Exercise directions: Pull every line containing the word "enum" from the records.

Input records:
• • • • • • •
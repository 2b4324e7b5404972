//! Parsed markup documents.
//!
//! Responses typed as XML or HTML are parsed into a small element tree with
//! quick-xml. HTML is parsed leniently: end tags need not match and void
//! elements such as `<br>` need no closing tag. Anything quick-xml cannot
//! tokenize is an error, which the result view turns into `None`.

use quick_xml::Reader;
use quick_xml::events::{BytesStart, Event};

/// Errors raised while parsing a document.
#[derive(Debug, Clone, PartialEq, Eq, thiserror::Error)]
pub enum DocumentError {
    /// The markup could not be tokenized.
    #[error("Malformed markup: {0}")]
    Syntax(String),

    /// Parsing finished without producing an element.
    #[error("Document has no root element")]
    NoRootElement,

    /// An XML element was still open at end of input.
    #[error("Unclosed element: {0}")]
    Unclosed(String),
}

const HTML_VOID_ELEMENTS: &[&str] = &[
    "area", "base", "br", "col", "embed", "hr", "img", "input", "link", "meta", "source",
    "track", "wbr",
];

/// A node in the element tree.
#[derive(Clone, Debug, PartialEq, Eq)]
pub enum Node {
    /// A child element.
    Element(Element),
    /// Character data, unescaped.
    Text(String),
}

/// An element with its attributes and children.
#[derive(Clone, Debug, Default, PartialEq, Eq)]
pub struct Element {
    name: String,
    attributes: Vec<(String, String)>,
    children: Vec<Node>,
}

impl Element {
    /// Create an empty element.
    pub fn new(name: impl Into<String>) -> Self {
        Self {
            name: name.into(),
            ..Self::default()
        }
    }

    /// Tag name, including any namespace prefix.
    pub fn name(&self) -> &str {
        &self.name
    }

    /// Attribute value by exact name.
    pub fn attribute(&self, name: &str) -> Option<&str> {
        self.attributes
            .iter()
            .find(|(k, _)| k == name)
            .map(|(_, v)| v.as_str())
    }

    /// Attributes in source order.
    pub fn attributes(&self) -> impl Iterator<Item = (&str, &str)> {
        self.attributes.iter().map(|(k, v)| (k.as_str(), v.as_str()))
    }

    /// Direct children.
    pub fn children(&self) -> &[Node] {
        &self.children
    }

    /// Direct child elements.
    pub fn child_elements(&self) -> impl Iterator<Item = &Element> {
        self.children.iter().filter_map(|node| match node {
            Node::Element(element) => Some(element),
            Node::Text(_) => None,
        })
    }

    /// The first element named `name`, searching this element and then its
    /// descendants depth-first.
    pub fn find(&self, name: &str) -> Option<&Element> {
        if self.name == name {
            return Some(self);
        }
        self.child_elements().find_map(|child| child.find(name))
    }

    /// Every element named `name`, in document order.
    pub fn find_all<'a>(&'a self, name: &str) -> Vec<&'a Element> {
        let mut found = Vec::new();
        self.collect(name, &mut found);
        found
    }

    /// Concatenated text of this element and all its descendants.
    pub fn text(&self) -> String {
        let mut text = String::new();
        self.collect_text(&mut text);
        text
    }

    fn collect<'a>(&'a self, name: &str, found: &mut Vec<&'a Element>) {
        if self.name == name {
            found.push(self);
        }
        for child in self.child_elements() {
            child.collect(name, found);
        }
    }

    fn collect_text(&self, out: &mut String) {
        for child in &self.children {
            match child {
                Node::Text(text) => out.push_str(text),
                Node::Element(element) => element.collect_text(out),
            }
        }
    }

    fn from_start(start: &BytesStart<'_>, html: bool) -> Self {
        let mut element = Self::new(String::from_utf8_lossy(start.name().as_ref()));
        let attributes = if html {
            start.html_attributes()
        } else {
            start.attributes()
        };
        for attr in attributes.flatten() {
            let key = String::from_utf8_lossy(attr.key.as_ref()).to_string();
            let value = String::from_utf8_lossy(&attr.value).to_string();
            element.attributes.push((key, value));
        }
        element
    }
}

/// A parsed XML or HTML document.
#[derive(Clone, Debug, PartialEq, Eq)]
pub struct Document {
    content_type: String,
    root: Element,
}

impl Document {
    /// Wrap an already-built element tree.
    pub fn new(content_type: impl Into<String>, root: Element) -> Self {
        Self {
            content_type: content_type.into(),
            root,
        }
    }

    /// Parse `text` as the given MIME type.
    ///
    /// Types mentioning `html` are parsed leniently; everything else is
    /// parsed as well-formed XML.
    pub fn parse(text: &str, content_type: &str) -> Result<Self, DocumentError> {
        let html = content_type.contains("html");

        let mut reader = Reader::from_str(text);
        reader.config_mut().trim_text(true);
        if html {
            reader.config_mut().check_end_names = false;
        }

        let mut buf = Vec::new();
        let mut root: Option<Element> = None;
        let mut stack: Vec<Element> = Vec::new();

        loop {
            buf.clear();
            match reader.read_event_into(&mut buf) {
                Ok(Event::Eof) => break,
                Ok(Event::Start(start)) => {
                    let element = Element::from_start(&start, html);
                    if html && is_void(element.name()) {
                        attach(&mut stack, &mut root, element);
                    } else {
                        stack.push(element);
                    }
                }
                Ok(Event::Empty(empty)) => {
                    attach(&mut stack, &mut root, Element::from_start(&empty, html));
                }
                Ok(Event::End(end)) => {
                    if html && is_void(&String::from_utf8_lossy(end.name().as_ref())) {
                        continue;
                    }
                    if let Some(element) = stack.pop() {
                        attach(&mut stack, &mut root, element);
                    }
                }
                Ok(Event::Text(text)) => {
                    let content = match text.unescape() {
                        Ok(content) => content.into_owned(),
                        // Named HTML entities are not known to the XML unescaper.
                        Err(_) if html => String::from_utf8_lossy(&text).into_owned(),
                        Err(e) => return Err(DocumentError::Syntax(e.to_string())),
                    };
                    if !content.is_empty()
                        && let Some(parent) = stack.last_mut()
                    {
                        parent.children.push(Node::Text(content));
                    }
                }
                Ok(Event::CData(cdata)) => {
                    if let Some(parent) = stack.last_mut() {
                        let content = String::from_utf8_lossy(&cdata).into_owned();
                        parent.children.push(Node::Text(content));
                    }
                }
                Ok(_) => {}
                Err(e) => return Err(DocumentError::Syntax(e.to_string())),
            }
        }

        if let Some(open) = stack.last() {
            if !html {
                return Err(DocumentError::Unclosed(open.name.clone()));
            }
            while let Some(element) = stack.pop() {
                attach(&mut stack, &mut root, element);
            }
        }

        root.map(|root| Self::new(content_type, root))
            .ok_or(DocumentError::NoRootElement)
    }

    /// The MIME type this document was parsed as.
    pub fn content_type(&self) -> &str {
        &self.content_type
    }

    /// The document element.
    pub fn root(&self) -> &Element {
        &self.root
    }

    /// The first element named `name` anywhere in the document.
    pub fn find(&self, name: &str) -> Option<&Element> {
        self.root.find(name)
    }

    /// Concatenated text of the whole document.
    pub fn text(&self) -> String {
        self.root.text()
    }
}

fn is_void(name: &str) -> bool {
    HTML_VOID_ELEMENTS
        .iter()
        .any(|void| void.eq_ignore_ascii_case(name))
}

fn attach(stack: &mut [Element], root: &mut Option<Element>, element: Element) {
    match stack.last_mut() {
        Some(parent) => parent.children.push(Node::Element(element)),
        None => {
            // Only the first top-level element becomes the root.
            if root.is_none() {
                *root = Some(element);
            }
        }
    }
}

#[cfg(test)]
mod tests {
    use super::*;

    #[test]
    fn test_parse_xml() {
        let doc = Document::parse(
            r#"<?xml version="1.0"?><feed lang="en"><item id="1">One &amp; two</item><item id="2"/></feed>"#,
            "application/xml",
        )
        .unwrap();

        assert_eq!(doc.content_type(), "application/xml");
        assert_eq!(doc.root().name(), "feed");
        assert_eq!(doc.root().attribute("lang"), Some("en"));

        let items = doc.root().find_all("item");
        assert_eq!(items.len(), 2);
        assert_eq!(items[0].text(), "One & two");
        assert_eq!(items[1].attribute("id"), Some("2"));
    }

    #[test]
    fn test_cdata_is_text() {
        let doc = Document::parse("<a><![CDATA[<raw>]]></a>", "text/xml").unwrap();
        assert_eq!(doc.text(), "<raw>");
    }

    #[test]
    fn test_xml_rejects_mismatched_tags() {
        assert!(Document::parse("<a><b></a>", "application/xml").is_err());
    }

    #[test]
    fn test_xml_rejects_unclosed_root() {
        assert!(Document::parse("<a><b/>", "application/xml").is_err());
    }

    #[test]
    fn test_no_root_element() {
        assert_eq!(
            Document::parse("just text", "text/xml"),
            Err(DocumentError::NoRootElement)
        );
    }

    #[test]
    fn test_html_is_lenient() {
        let doc = Document::parse(
            "<html><body><p>Hello<br>world&nbsp;</p><img src=x.png></body></html>",
            "text/html",
        )
        .unwrap();

        assert_eq!(doc.root().name(), "html");
        let p = doc.find("p").unwrap();
        assert_eq!(p.child_elements().count(), 1);
        assert_eq!(doc.find("img").unwrap().attribute("src"), Some("x.png"));
    }

    #[test]
    fn test_html_unclosed_elements_are_closed_at_eof() {
        let doc = Document::parse("<div><span>hi", "text/html").unwrap();
        assert_eq!(doc.root().name(), "div");
        assert_eq!(doc.find("span").unwrap().text(), "hi");
    }
}
//! Outgoing request types.

use std::str::FromStr;

use bytes::Bytes;
use serde::{Deserialize, Serialize};

use crate::ajax::Payload;
use crate::error::AjaxError;

/// HTTP request methods.
#[derive(Clone, Copy, Debug, Default, PartialEq, Eq, Hash, Serialize, Deserialize)]
#[serde(rename_all = "UPPERCASE")]
pub enum HttpMethod {
    /// HTTP GET method.
    #[default]
    Get,
    /// HTTP POST method.
    Post,
    /// HTTP PUT method.
    Put,
    /// HTTP DELETE method.
    Delete,
    /// HTTP PATCH method.
    Patch,
    /// HTTP HEAD method.
    Head,
    /// HTTP OPTIONS method.
    Options,
}

impl HttpMethod {
    /// Convert to reqwest method.
    pub(crate) fn to_reqwest(self) -> reqwest::Method {
        match self {
            Self::Get => reqwest::Method::GET,
            Self::Post => reqwest::Method::POST,
            Self::Put => reqwest::Method::PUT,
            Self::Delete => reqwest::Method::DELETE,
            Self::Patch => reqwest::Method::PATCH,
            Self::Head => reqwest::Method::HEAD,
            Self::Options => reqwest::Method::OPTIONS,
        }
    }

    /// Whether the payload travels in the query string instead of the body.
    pub fn is_read_only(self) -> bool {
        matches!(self, Self::Get | Self::Head)
    }

    /// The canonical uppercase verb.
    pub fn as_str(self) -> &'static str {
        match self {
            Self::Get => "GET",
            Self::Post => "POST",
            Self::Put => "PUT",
            Self::Delete => "DELETE",
            Self::Patch => "PATCH",
            Self::Head => "HEAD",
            Self::Options => "OPTIONS",
        }
    }
}

impl FromStr for HttpMethod {
    type Err = AjaxError;

    /// Parse a verb case-insensitively (`"post"`, `"Post"` and `"POST"` are equal).
    fn from_str(s: &str) -> Result<Self, Self::Err> {
        match s.trim().to_ascii_uppercase().as_str() {
            "GET" => Ok(Self::Get),
            "POST" => Ok(Self::Post),
            "PUT" => Ok(Self::Put),
            "DELETE" => Ok(Self::Delete),
            "PATCH" => Ok(Self::Patch),
            "HEAD" => Ok(Self::Head),
            "OPTIONS" => Ok(Self::Options),
            _ => Err(AjaxError::InvalidMethod(s.to_string())),
        }
    }
}

impl std::fmt::Display for HttpMethod {
    fn fmt(&self, f: &mut std::fmt::Formatter<'_>) -> std::fmt::Result {
        f.write_str(self.as_str())
    }
}

/// The body of an outgoing request.
#[derive(Clone, Debug, Default)]
pub enum RequestBody {
    /// No body (always the case for GET and HEAD).
    #[default]
    None,
    /// The serialized payload, sent as form data.
    Payload(Payload),
    /// Plain text body, usually installed by a `before_send` hook.
    Text(String),
    /// Raw binary body.
    Bytes(Bytes),
}

impl RequestBody {
    /// Returns the payload if the body carries one.
    pub fn payload(&self) -> Option<&Payload> {
        match self {
            Self::Payload(payload) => Some(payload),
            _ => None,
        }
    }

    /// Length of the body in bytes, when it can be known before encoding.
    ///
    /// `None` for a missing body and for payloads, whose size depends on
    /// the transport's encoding.
    pub fn known_length(&self) -> Option<u64> {
        match self {
            Self::None => None,
            Self::Payload(_) => None,
            Self::Text(text) => Some(text.len() as u64),
            Self::Bytes(bytes) => Some(bytes.len() as u64),
        }
    }
}

/// A fully assembled request, ready for the transport.
///
/// `before_send` hooks receive this mutably, after headers are installed and
/// before it is handed over.
#[derive(Clone, Debug)]
pub struct OutgoingRequest {
    /// The HTTP method.
    pub method: HttpMethod,
    /// The request URL, including the query string for GET and HEAD.
    pub url: String,
    /// Request headers.
    pub headers: http::HeaderMap,
    /// Request body.
    pub body: RequestBody,
}

impl OutgoingRequest {
    /// Create a request with no headers and no body.
    pub fn new(method: HttpMethod, url: impl Into<String>) -> Self {
        Self {
            method,
            url: url.into(),
            headers: http::HeaderMap::new(),
            body: RequestBody::None,
        }
    }

    /// Get a header value as a string.
    pub fn header(&self, name: &str) -> Option<&str> {
        self.headers.get(name).and_then(|v| v.to_str().ok())
    }
}

#[cfg(test)]
mod tests {
    use super::*;

    #[test]
    fn test_method_parse_is_case_insensitive() {
        assert_eq!("post".parse::<HttpMethod>().unwrap(), HttpMethod::Post);
        assert_eq!("Head".parse::<HttpMethod>().unwrap(), HttpMethod::Head);
        assert_eq!(" get ".parse::<HttpMethod>().unwrap(), HttpMethod::Get);
    }

    #[test]
    fn test_method_parse_rejects_unknown() {
        let err = "FETCH".parse::<HttpMethod>().unwrap_err();
        assert_eq!(err, AjaxError::InvalidMethod("FETCH".into()));
    }

    #[test]
    fn test_read_only_methods() {
        assert!(HttpMethod::Get.is_read_only());
        assert!(HttpMethod::Head.is_read_only());
        assert!(!HttpMethod::Post.is_read_only());
        assert!(!HttpMethod::Delete.is_read_only());
    }

    #[test]
    fn test_method_serde_uses_uppercase() {
        let json = serde_json::to_string(&HttpMethod::Patch).unwrap();
        assert_eq!(json, "\"PATCH\"");
        let method: HttpMethod = serde_json::from_str("\"DELETE\"").unwrap();
        assert_eq!(method, HttpMethod::Delete);
    }

    #[test]
    fn test_known_length() {
        assert_eq!(RequestBody::None.known_length(), None);
        assert_eq!(RequestBody::Text("abc".into()).known_length(), Some(3));
        assert_eq!(RequestBody::Payload(Payload::new()).known_length(), None);
    }
}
• • • • • • •
Response for this exercise:
pub enum DocumentError {
pub enum Node {
pub enum HttpMethod {
pub enum RequestBody {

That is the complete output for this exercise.